665 plants certifiés/ha ont été semés dans cette ferme pilote qui abrite de nouvelles variétés de nectariniers, pruniers, abricotiers et pêchers

La filière des rosacées (notamment le prunier, l’abricotier, le pêcher et le nectarinier) vient d’être introduite dans la province de Jerada. Un projet pilote qui couvre 26 hectares et qui a nécessité 3,2 millions de DH pour sa réalisation et permettra de convertir la commune de Tiouli, habituée à l’élevage en zone de productivité agricole.

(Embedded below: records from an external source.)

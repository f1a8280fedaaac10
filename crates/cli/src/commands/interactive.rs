use tokio::io::{AsyncBufRead, AsyncBufReadExt, AsyncWrite, AsyncWriteExt, BufReader};
use toolfinder_agent::Recommender;

use crate::commands::recommend::render_human;
use crate::commands::{prepare, CommandResult};

const PROMPT: &str = "Enter your query (or 'quit' to exit): ";
const EXIT_WORDS: [&str; 3] = ["quit", "exit", "q"];

pub fn run() -> CommandResult {
    let prepared = match prepare("interactive") {
        Ok(prepared) => prepared,
        Err(failure) => return failure,
    };

    let outcome = prepared.runtime.block_on(async {
        let input = BufReader::new(tokio::io::stdin());
        let mut output = tokio::io::stdout();
        session(&prepared.recommender, input, &mut output).await
    });

    match outcome {
        Ok(_) => CommandResult { exit_code: 0, output: "Goodbye!".to_string() },
        Err(error) => CommandResult::failure("interactive", "io", error.to_string(), 7),
    }
}

/// Runs the prompt loop until an exit word or end of input; returns how many
/// queries were answered.
pub async fn session<R, W>(
    recommender: &Recommender,
    mut input: R,
    output: &mut W,
) -> std::io::Result<usize>
where
    R: AsyncBufRead + Unpin,
    W: AsyncWrite + Unpin,
{
    let mut answered = 0;
    let mut line = String::new();

    loop {
        output.write_all(PROMPT.as_bytes()).await?;
        output.flush().await?;

        line.clear();
        if input.read_line(&mut line).await? == 0 {
            break;
        }

        let query = line.trim();
        if EXIT_WORDS.contains(&query.to_lowercase().as_str()) {
            break;
        }
        if query.is_empty() {
            output.write_all(b"Please enter a valid query.\n").await?;
            continue;
        }

        let block = match recommender.recommend(query).await {
            Ok(result) => {
                answered += 1;
                render_human(&result)
            }
            Err(error) => format!("Error: {error}"),
        };
        output.write_all(format!("\n{block}\n\n").as_bytes()).await?;
    }

    output.flush().await?;
    Ok(answered)
}
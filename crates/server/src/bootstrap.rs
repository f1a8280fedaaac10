use std::sync::Arc;

use thiserror::Error;
use toolfinder_agent::{ProviderError, Recommender};
use toolfinder_core::config::{AppConfig, ConfigError};
use tracing::info;

pub struct Application {
    pub config: AppConfig,
    pub recommender: Arc<Recommender>,
}

#[derive(Debug, Error)]
pub enum BootstrapError {
    #[error(transparent)]
    Config(#[from] ConfigError),
    #[error("provider client setup failed: {0}")]
    Provider(#[from] ProviderError),
}

pub fn bootstrap_with_config(config: AppConfig) -> Result<Application, BootstrapError> {
    info!(
        event_name = "system.bootstrap.start",
        correlation_id = "bootstrap",
        "starting application bootstrap"
    );

    let recommender = Recommender::from_config(&config)?;
    info!(
        event_name = "system.bootstrap.sources_ready",
        correlation_id = "bootstrap",
        providers = ?recommender.provider_labels(),
        gateway_models = ?recommender.gateway_labels(),
        catalog_categories = recommender.catalog().len(),
        "candidate sources configured"
    );

    Ok(Application { config, recommender: Arc::new(recommender) })
}
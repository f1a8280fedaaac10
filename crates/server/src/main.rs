mod bootstrap;
mod health;
mod routes;

use anyhow::Result;
use toolfinder_core::config::{AppConfig, LoadOptions};

fn init_logging(config: &AppConfig) {
    use tracing::Level;
    use toolfinder_core::config::LogFormat::*;

    let log_level = config.logging.level.parse::<Level>().unwrap_or(Level::INFO);

    match config.logging.format {
        Compact => {
            tracing_subscriber::fmt().with_target(false).with_max_level(log_level).compact().init();
        }
        Pretty => {
            tracing_subscriber::fmt().with_target(false).with_max_level(log_level).pretty().init();
        }
        Json => {
            tracing_subscriber::fmt().with_target(false).with_max_level(log_level).json().init();
        }
    }
}

#[tokio::main]
async fn main() -> Result<()> {
    run().await
}

pub async fn run() -> Result<()> {
    let config = AppConfig::load(LoadOptions::default())?;
    init_logging(&config);

    let app = bootstrap::bootstrap_with_config(config)?;

    let address = format!("{}:{}", app.config.server.bind_address, app.config.server.port);
    let listener = tokio::net::TcpListener::bind(&address).await?;

    tracing::info!(
        event_name = "system.server.started",
        correlation_id = "bootstrap",
        bind_address = %address,
        "toolfinder-server listening"
    );

    axum::serve(listener, routes::router(app.recommender.clone()))
        .with_graceful_shutdown(wait_for_shutdown())
        .await?;

    tracing::info!(
        event_name = "system.server.stopping",
        correlation_id = "shutdown",
        "toolfinder-server stopping"
    );

    Ok(())
}

async fn wait_for_shutdown() {
    if let Err(error) = tokio::signal::ctrl_c().await {
        tracing::error!(
            event_name = "system.server.signal_error",
            correlation_id = "shutdown",
            error = %error,
            "could not listen for shutdown signal"
        );
    }
}
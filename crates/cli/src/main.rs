use std::process::ExitCode;

fn main() -> ExitCode {
    toolfinder_cli::run()
}
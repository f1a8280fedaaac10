use toolfinder_agent::Recommender;
use toolfinder_core::{RecommendError, RecommendationResult};

use crate::commands::{prepare, CommandResult};

const RULE: &str = "--------------------------------------------------";

pub fn run(query: &str, ai: bool, json_output: bool) -> CommandResult {
    let prepared = match prepare("recommend") {
        Ok(prepared) => prepared,
        Err(failure) => return failure,
    };

    let outcome = prepared.runtime.block_on(execute(&prepared.recommender, query, ai));
    match outcome {
        Ok(result) if json_output => match serde_json::to_string_pretty(&result) {
            Ok(output) => CommandResult { exit_code: 0, output },
            Err(error) => CommandResult::failure("recommend", "serialization", error.to_string(), 6),
        },
        Ok(result) => CommandResult { exit_code: 0, output: render_human(&result) },
        Err(RecommendError::EmptyQuery) => CommandResult::failure(
            "recommend",
            "invalid_query",
            RecommendError::EmptyQuery.to_string(),
            5,
        ),
        Err(error) => CommandResult::failure("recommend", "internal", error.to_string(), 6),
    }
}

pub async fn execute(
    recommender: &Recommender,
    query: &str,
    ai: bool,
) -> Result<RecommendationResult, RecommendError> {
    if ai {
        recommender.find_with_ai(query).await
    } else {
        recommender.recommend(query).await
    }
}

pub fn render_human(result: &RecommendationResult) -> String {
    let mut lines =
        vec![format!("Found {} AI tools for: '{}'", result.total_found, result.query)];
    if let Some(source) = &result.source {
        lines.push(format!("Source: {source}"));
    }
    lines.push(RULE.to_string());

    if result.tools.is_empty() {
        lines.push("No relevant tools found. Please try a different query.".to_string());
        return lines.join("\n");
    }

    for (index, tool) in result.tools.iter().enumerate() {
        lines.push(format!("{}. {}", index + 1, tool.name));
        lines.push(format!("   Link: {}", tool.link));
        lines.push(format!("   Description: {}", tool.description));
        lines.push(String::new());
    }

    lines.join("\n").trim_end().to_string()
}
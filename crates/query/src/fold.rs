//! Constant folding
//!
//! Runs before translation so constant subexpressions never reach the
//! parameter list. Folding only removes work; anything it cannot decide is
//! left in place for the translator to accept or reject. Short-circuits drop
//! whole operands, so the translator validates the unfolded tree first.

use crate::ast::{CompareOp, Expr, Literal, StringMatch};
use std::cmp::Ordering;

/// Fold constant subexpressions bottom-up
pub fn fold(expr: &Expr) -> Expr {
    match expr {
        Expr::Const(_) | Expr::Field(_) => expr.clone(),
        Expr::Compare { op, lhs, rhs } => {
            let lhs = fold(lhs);
            let rhs = fold(rhs);
            match (&lhs, &rhs) {
                (Expr::Const(a), Expr::Const(b)) => match compare_literals(*op, a, b) {
                    Some(result) => Expr::Const(Literal::Bool(result)),
                    None => Expr::compare(*op, lhs, rhs),
                },
                _ => Expr::compare(*op, lhs, rhs),
            }
        }
        Expr::And(l, r) => {
            let l = fold(l);
            let r = fold(r);
            match (as_bool(&l), as_bool(&r)) {
                (Some(false), _) | (_, Some(false)) => Expr::never(),
                (Some(true), _) => r,
                (_, Some(true)) => l,
                _ => l.and(r),
            }
        }
        Expr::Or(l, r) => {
            let l = fold(l);
            let r = fold(r);
            match (as_bool(&l), as_bool(&r)) {
                (Some(true), _) | (_, Some(true)) => Expr::always(),
                (Some(false), _) => r,
                (_, Some(false)) => l,
                _ => l.or(r),
            }
        }
        Expr::Not(inner) => match fold(inner) {
            Expr::Const(Literal::Bool(b)) => Expr::Const(Literal::Bool(!b)),
            Expr::Not(double) => *double,
            other => other.negate(),
        },
        Expr::StringMatch {
            kind,
            target,
            pattern,
        } => {
            let target = fold(target);
            let pattern = fold(pattern);
            if let (Expr::Const(Literal::Text(t)), Expr::Const(Literal::Text(p))) =
                (&target, &pattern)
            {
                let hit = match kind {
                    StringMatch::Contains => t.contains(p.as_str()),
                    StringMatch::StartsWith => t.starts_with(p.as_str()),
                    StringMatch::EndsWith => t.ends_with(p.as_str()),
                };
                return Expr::Const(Literal::Bool(hit));
            }
            Expr::StringMatch {
                kind: *kind,
                target: Box::new(target),
                pattern: Box::new(pattern),
            }
        }
        Expr::In { target, values } => {
            let target = fold(target);
            let values: Vec<Expr> = values.iter().map(fold).collect();
            if let Expr::Const(needle) = &target {
                let mut hit = false;
                for value in &values {
                    match value {
                        Expr::Const(candidate) => {
                            if compare_literals(CompareOp::Eq, needle, candidate) == Some(true) {
                                hit = true;
                            }
                        }
                        _ => {
                            return Expr::In {
                                target: Box::new(target),
                                values,
                            }
                        }
                    }
                }
                return Expr::Const(Literal::Bool(hit));
            }
            Expr::In {
                target: Box::new(target),
                values,
            }
        }
        Expr::Call {
            target,
            method,
            args,
        } => Expr::Call {
            target: Box::new(fold(target)),
            method: method.clone(),
            args: args.iter().map(fold).collect(),
        },
        Expr::Index { target, index } => Expr::Index {
            target: Box::new(fold(target)),
            index: Box::new(fold(index)),
        },
    }
}

fn as_bool(expr: &Expr) -> Option<bool> {
    match expr {
        Expr::Const(Literal::Bool(b)) => Some(*b),
        _ => None,
    }
}

/// Evaluate `a op b` when both sides are constants of comparable types
///
/// Null only takes part in equality. Mixed int/float compare numerically.
fn compare_literals(op: CompareOp, a: &Literal, b: &Literal) -> Option<bool> {
    let ordering = match (a, b) {
        (Literal::Null, Literal::Null) => Some(Ordering::Equal),
        (Literal::Null, _) | (_, Literal::Null) => {
            return match op {
                CompareOp::Eq => Some(false),
                CompareOp::Ne => Some(true),
                _ => None,
            };
        }
        (Literal::Bool(x), Literal::Bool(y)) => Some(x.cmp(y)),
        (Literal::Int(x), Literal::Int(y)) => Some(x.cmp(y)),
        (Literal::Text(x), Literal::Text(y)) => Some(x.cmp(y)),
        (Literal::Int(x), Literal::Float(y)) => (*x as f64).partial_cmp(y),
        (Literal::Float(x), Literal::Int(y)) => x.partial_cmp(&(*y as f64)),
        (Literal::Float(x), Literal::Float(y)) => x.partial_cmp(y),
        _ => None,
    }?;
    if matches!(a, Literal::Null) && !op.is_equality() {
        return None;
    }
    Some(match op {
        CompareOp::Eq => ordering == Ordering::Equal,
        CompareOp::Ne => ordering != Ordering::Equal,
        CompareOp::Lt => ordering == Ordering::Less,
        CompareOp::Le => ordering != Ordering::Greater,
        CompareOp::Gt => ordering == Ordering::Greater,
        CompareOp::Ge => ordering != Ordering::Less,
    })
}
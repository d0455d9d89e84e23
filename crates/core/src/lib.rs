//! Core types for stratadoc
//!
//! This crate defines the foundational types used throughout the system:
//! - DocumentId / IdGenerator: 12-byte time-ordered identifiers
//! - FieldPath: Path into a document payload (e.g. `address.city`)
//! - FieldNaming: On-disk spelling of field names, shared with the serializer
//! - Document: Capability trait for storable types
//! - Error: Error type hierarchy
//! - Limits: Document, path and predicate limits

#![warn(missing_docs)]
#![warn(clippy::all)]

pub mod document;
pub mod error;
pub mod id;
pub mod limits;
pub mod naming;
pub mod path;

pub use document::{Document, ID_FIELD};
pub use error::{Error, Result, StorageSource};
pub use id::{DocumentId, IdGenerator, ID_HEX_LEN, ID_LEN};
pub use limits::{
    LimitError, Limits, MAX_COLLECTION_NAME_LENGTH, MAX_DOCUMENT_SIZE, MAX_NESTING_DEPTH,
    MAX_PATH_LENGTH, MAX_PREDICATE_DEPTH,
};
pub use naming::FieldNaming;
pub use path::{FieldPath, PathParseError, PathSegment};
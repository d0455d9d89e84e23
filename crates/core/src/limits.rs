//! Size limits for documents, paths and predicates
//!
//! Limits are enforced by the engine before a payload is written and by the
//! translator before a predicate is compiled. Violations return
//! [`LimitError`] wrapped in `Error::Limit`.

use thiserror::Error;

/// Maximum serialized document size in bytes (16 MB)
pub const MAX_DOCUMENT_SIZE: usize = 16 * 1024 * 1024;

/// Maximum nesting depth of a document payload
pub const MAX_NESTING_DEPTH: usize = 100;

/// Maximum number of segments in a field path
pub const MAX_PATH_LENGTH: usize = 256;

/// Maximum depth of a predicate expression tree
pub const MAX_PREDICATE_DEPTH: usize = 128;

/// Maximum collection name length in bytes
pub const MAX_COLLECTION_NAME_LENGTH: usize = 128;

/// Error type for limit violations
#[derive(Debug, Error, Clone, PartialEq, Eq)]
pub enum LimitError {
    /// Document exceeds maximum size
    #[error("document size {size} exceeds maximum of {max} bytes")]
    DocumentTooLarge {
        /// Actual document size
        size: usize,
        /// Maximum allowed size
        max: usize,
    },

    /// Document nesting exceeds maximum depth
    #[error("document nesting depth {depth} exceeds maximum of {max} levels")]
    NestingTooDeep {
        /// Actual nesting depth
        depth: usize,
        /// Maximum allowed depth
        max: usize,
    },

    /// Field path exceeds maximum length
    #[error("path length {length} exceeds maximum of {max} segments")]
    PathTooLong {
        /// Actual path length
        length: usize,
        /// Maximum allowed length
        max: usize,
    },

    /// Predicate tree exceeds maximum depth
    #[error("predicate depth {depth} exceeds maximum of {max}")]
    PredicateTooDeep {
        /// Actual depth
        depth: usize,
        /// Maximum allowed depth
        max: usize,
    },
}

/// Limits applied by a database instance
#[derive(Debug, Clone, PartialEq, Eq)]
pub struct Limits {
    /// Maximum serialized document size in bytes (default: 16MB)
    pub max_document_bytes: usize,
    /// Maximum payload nesting depth (default: 100)
    pub max_nesting_depth: usize,
}

impl Default for Limits {
    fn default() -> Self {
        Limits {
            max_document_bytes: MAX_DOCUMENT_SIZE,
            max_nesting_depth: MAX_NESTING_DEPTH,
        }
    }
}

impl Limits {
    /// Validate a serialized payload against these limits
    ///
    /// `encoded_len` is the length of the JSON text that will be stored.
    pub fn validate_payload(
        &self,
        value: &serde_json::Value,
        encoded_len: usize,
    ) -> Result<(), LimitError> {
        if encoded_len > self.max_document_bytes {
            return Err(LimitError::DocumentTooLarge {
                size: encoded_len,
                max: self.max_document_bytes,
            });
        }
        let depth = nesting_depth(value);
        if depth > self.max_nesting_depth {
            return Err(LimitError::NestingTooDeep {
                depth,
                max: self.max_nesting_depth,
            });
        }
        Ok(())
    }
}

/// Nesting depth of a JSON value; scalars are depth 0
pub fn nesting_depth(value: &serde_json::Value) -> usize {
    use serde_json::Value;
    match value {
        Value::Null | Value::Bool(_) | Value::Number(_) | Value::String(_) => 0,
        Value::Array(arr) => 1 + arr.iter().map(nesting_depth).max().unwrap_or(0),
        Value::Object(obj) => 1 + obj.values().map(nesting_depth).max().unwrap_or(0),
    }
}
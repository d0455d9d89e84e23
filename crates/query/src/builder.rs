//! Fluent predicate construction
//!
//! ```
//! use stratadoc_query::field;
//!
//! let adults_in_seattle = field("age")
//!     .ge(18)
//!     .and(field("address.city").eq("Seattle"))
//!     .and(!field("name").starts_with("Test"));
//! assert_eq!(
//!     adults_in_seattle.to_string(),
//!     "((age >= 18 && address.city == \"Seattle\") && !(name.startsWith(\"Test\")))"
//! );
//! ```

use crate::ast::{CompareOp, Expr, Literal, StringMatch};

/// Start a predicate on a field path
pub fn field(path: impl Into<String>) -> FieldRef {
    FieldRef(path.into())
}

/// Reference to a document field, the left side of a predicate
#[derive(Debug, Clone)]
pub struct FieldRef(String);

impl FieldRef {
    /// The path as written
    pub fn path(&self) -> &str {
        &self.0
    }

    /// The bare field as an expression (truthy test in boolean position)
    pub fn expr(self) -> Expr {
        Expr::Field(self.0)
    }

    fn compare(self, op: CompareOp, value: impl Into<Literal>) -> Expr {
        Expr::compare(op, Expr::Field(self.0), Expr::Const(value.into()))
    }

    /// `field == value`
    #[allow(clippy::should_implement_trait)]
    pub fn eq(self, value: impl Into<Literal>) -> Expr {
        self.compare(CompareOp::Eq, value)
    }

    /// `field != value`
    pub fn ne(self, value: impl Into<Literal>) -> Expr {
        self.compare(CompareOp::Ne, value)
    }

    /// `field < value`
    pub fn lt(self, value: impl Into<Literal>) -> Expr {
        self.compare(CompareOp::Lt, value)
    }

    /// `field <= value`
    pub fn le(self, value: impl Into<Literal>) -> Expr {
        self.compare(CompareOp::Le, value)
    }

    /// `field > value`
    pub fn gt(self, value: impl Into<Literal>) -> Expr {
        self.compare(CompareOp::Gt, value)
    }

    /// `field >= value`
    pub fn ge(self, value: impl Into<Literal>) -> Expr {
        self.compare(CompareOp::Ge, value)
    }

    /// `field == null`
    pub fn is_null(self) -> Expr {
        self.compare(CompareOp::Eq, Literal::Null)
    }

    /// `field != null`
    pub fn is_not_null(self) -> Expr {
        self.compare(CompareOp::Ne, Literal::Null)
    }

    /// Compare against another field
    pub fn cmp_field(self, op: CompareOp, other: FieldRef) -> Expr {
        Expr::compare(op, Expr::Field(self.0), Expr::Field(other.0))
    }

    fn string_match(self, kind: StringMatch, needle: impl Into<String>) -> Expr {
        Expr::StringMatch {
            kind,
            target: Box::new(Expr::Field(self.0)),
            pattern: Box::new(Expr::Const(Literal::Text(needle.into()))),
        }
    }

    /// Substring match
    pub fn contains(self, needle: impl Into<String>) -> Expr {
        self.string_match(StringMatch::Contains, needle)
    }

    /// Prefix match
    pub fn starts_with(self, prefix: impl Into<String>) -> Expr {
        self.string_match(StringMatch::StartsWith, prefix)
    }

    /// Suffix match
    pub fn ends_with(self, suffix: impl Into<String>) -> Expr {
        self.string_match(StringMatch::EndsWith, suffix)
    }

    /// Membership in a constant list
    pub fn is_in<I, V>(self, values: I) -> Expr
    where
        I: IntoIterator<Item = V>,
        V: Into<Literal>,
    {
        Expr::In {
            target: Box::new(Expr::Field(self.0)),
            values: values.into_iter().map(|v| Expr::Const(v.into())).collect(),
        }
    }
}

impl From<FieldRef> for Expr {
    fn from(f: FieldRef) -> Self {
        f.expr()
    }
}

/// `!field` for boolean fields
impl std::ops::Not for FieldRef {
    type Output = Expr;

    fn not(self) -> Expr {
        self.expr().negate()
    }
}
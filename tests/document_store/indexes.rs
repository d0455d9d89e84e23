//! Index Tests
//!
//! Index lifecycle through the collection facade and the catalog.

use crate::common::*;

#[test]
fn create_index_is_idempotent() {
    let (_db, people) = seeded();

    let first = people.create_index("age", None).unwrap();
    let second = people.create_index("age", None).unwrap();

    assert_eq!(first.name, "people_age");
    assert_eq!(first.name, second.name);
    assert_eq!(first.native_name, second.native_name);
    assert_eq!(people.list_indexes(None).unwrap().len(), 1);
}

#[test]
fn queries_are_unchanged_by_indexes() {
    let (_db, people) = seeded();
    let before = people.count(&field("age").eq(30), None).unwrap();

    people.create_index("age", None).unwrap();
    assert_eq!(people.count(&field("age").eq(30), None).unwrap(), before);
}

#[test]
fn non_unique_index_allows_repeats() {
    let (_db, people) = seeded();
    people.create_index("age", None).unwrap();

    people.insert(&mut Person::new("Dora", 30), None).unwrap();
    assert_eq!(people.count(&field("age").eq(30), None).unwrap(), 3);
}

#[test]
fn unique_index_rejects_duplicates() {
    let db = Database::open_in_memory().unwrap();
    let people = db.collection::<Person>("people").unwrap();
    people
        .create_index_with("email", IndexOptions::new().with_unique(true), None)
        .unwrap();

    people
        .insert(&mut Person::new("Ada", 36).with_email("ada@example.com"), None)
        .unwrap();
    let err = people
        .insert(&mut Person::new("Imposter", 1).with_email("ada@example.com"), None)
        .unwrap_err();

    assert!(err.is_duplicate_key());
    match err {
        Error::DuplicateKey { collection, value } => {
            assert_eq!(collection, "people");
            assert_eq!(value, "\"ada@example.com\"");
        }
        other => panic!("unexpected error {:?}", other),
    }
    assert_eq!(people.count_all(None).unwrap(), 1);
}

#[test]
fn unique_index_ignores_missing_values() {
    let db = Database::open_in_memory().unwrap();
    let people = db.collection::<Person>("people").unwrap();
    people
        .create_index_with("email", IndexOptions::new().with_unique(true), None)
        .unwrap();

    people.insert(&mut Person::new("NoMail1", 1), None).unwrap();
    people.insert(&mut Person::new("NoMail2", 2), None).unwrap();
    assert_eq!(people.count_all(None).unwrap(), 2);
}

#[test]
fn unique_index_on_colliding_data_fails() {
    let (_db, people) = seeded();

    let err = people
        .create_index_with("age", IndexOptions::new().with_unique(true), None)
        .unwrap_err();
    assert!(err.is_duplicate_key());
    assert!(people.list_indexes(None).unwrap().is_empty());
}

#[test]
fn unique_index_is_scoped_to_collection() {
    let db = Database::open_in_memory().unwrap();
    let staff = db.collection::<Person>("staff").unwrap();
    let guests = db.collection::<Person>("guests").unwrap();
    staff
        .create_index_with("email", IndexOptions::new().with_unique(true), None)
        .unwrap();

    staff
        .insert(&mut Person::new("Ada", 36).with_email("ada@example.com"), None)
        .unwrap();
    guests
        .insert(&mut Person::new("Ada", 36).with_email("ada@example.com"), None)
        .unwrap();
}

#[test]
fn update_respects_unique_index() {
    let db = Database::open_in_memory().unwrap();
    let people = db.collection::<Person>("people").unwrap();
    people
        .create_index_with("email", IndexOptions::new().with_unique(true), None)
        .unwrap();
    people
        .insert(&mut Person::new("Ada", 36).with_email("ada@example.com"), None)
        .unwrap();
    let mut bob = Person::new("Bob", 30).with_email("bob@example.com");
    people.insert(&mut bob, None).unwrap();

    bob.email = Some("ada@example.com".into());
    assert!(people.update(&mut bob, None).unwrap_err().is_duplicate_key());
    assert_eq!(
        people.get(bob.id, None).unwrap().unwrap().email.as_deref(),
        Some("bob@example.com")
    );
}

#[test]
fn nested_and_sparse_indexes() {
    let (_db, people) = seeded();

    let info = people
        .create_index_with("address.city", IndexOptions::new().with_sparse(true), None)
        .unwrap();
    assert_eq!(info.name, "people_address.city");
    assert!(info.sparse);
    assert!(!info.unique);
    assert_eq!(info.field_path.to_path_string(), "address.city");
}

#[test]
fn drop_index_and_collection() {
    let (db, people) = seeded();
    people.create_index("age", None).unwrap();

    assert!(people.drop_index("age", None).unwrap());
    assert!(!people.drop_index("age", None).unwrap());

    people.create_index("name", None).unwrap();
    assert!(db.catalog().drop_collection("people", None).unwrap());
    assert!(!db.catalog().exists("people", None).unwrap());
    assert!(db.indexes().list_indexes("people", None).is_err());
}

#[test]
fn invalid_index_path_is_rejected() {
    let (_db, people) = seeded();

    assert!(people.create_index("", None).is_err());
    assert!(people.create_index("tags[0]", None).is_err());
}

#[test]
fn dotted_and_underscored_paths_are_distinct_indexes() {
    let db = Database::open_in_memory().unwrap();
    let docs = db
        .collection_with::<serde_json::Value, _>("flat", JsonSerializer::new(FieldNaming::AsIs))
        .unwrap();

    docs.create_index("a.b", None).unwrap();
    let unique = docs
        .create_index_with("a_b", IndexOptions::new().with_unique(true), None)
        .unwrap();
    assert!(unique.unique);
    assert_eq!(docs.list_indexes(None).unwrap().len(), 2);

    docs.insert(&mut json!({"a_b": 1}), None).unwrap();
    let err = docs.insert(&mut json!({"a_b": 1}), None).unwrap_err();
    assert!(err.is_duplicate_key());

    assert!(docs.drop_index("a_b", None).unwrap());
    let left = docs.list_indexes(None).unwrap();
    assert_eq!(left.len(), 1);
    assert_eq!(left[0].field_path.to_path_string(), "a.b");
}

Il est question, selon la direction régionale du conseil agricole (DRCA) de l’Oriental, d’introduire de nouvelles variétés adaptables au climat de cette zone: doux en été et froid en hiver. Le projet compte également recourir aux nouvelles techniques (système d’économie de l’eau, densité de plantation) pour produire plus en quantité et en qualité. Un projet en adéquation avec les objectifs du plan Maroc vert en matière de développement accéléré de l’agriculture à forte valeur ajoutée et à forte productivité. Le lancement de cette première plantation dans la province de Jerada, est le fruit d’un travail réalisé en amont par les recherches réalisée par l’ONEEP et qui ont permis de découvrir une importante nappe phréatique au niveau du cercle de Tiouli. Découverte qui a permis la réalisation de trois points d’eau d’un débit de sept mètres la seconde chacun. «C’est ce qui m’a encouragé à me lancer dans cette expérience pilote» souligne Mohammed Daoudi, agriculteur et porteur de ce projet. Et d’ajouter: L’intensification de la production passe par le recours au système d’irrigation localisée supporté par les subventions de l’état dans le cadre du fonds de développement agricole, les subventions octroyées pour la modernisation des outils d’exploitation, l’accompagnement des cadres du Ministère de l’Agriculture et la réduction du prix de l’électricité». L’ensemble de ces atouts ont été mis à la disposition de cette expérience pilote.
En parallèle un programme spécifique en matière de valorisation de la production est en cours d’étude. Il portera sur l’introduction d’une petite unité d’industrialisation dédiée au séchage des prunes et abricots pour leur assurer un bon écoulement sur les marchés.
Ceci dit, un grand travail attend les encadreurs agricoles. Ils sont appelés à convaincre des fellahs récalcitrants, habitués à des approches traditionnelles, à adhérer aux techniques novatrices qui nécessitent un savoir faire spécifique. «Nous leur expliquons que leur localité est en mesure d’emprunter le pas à Midelt en matière de valorisation de ses arbres fruitiers» précise un cadre de la DRCA. Il est aussi impératif d’encourager cette filière par des initiatives privées. L’expérience qui vient d’être lancée peut ainsi faire tache huile.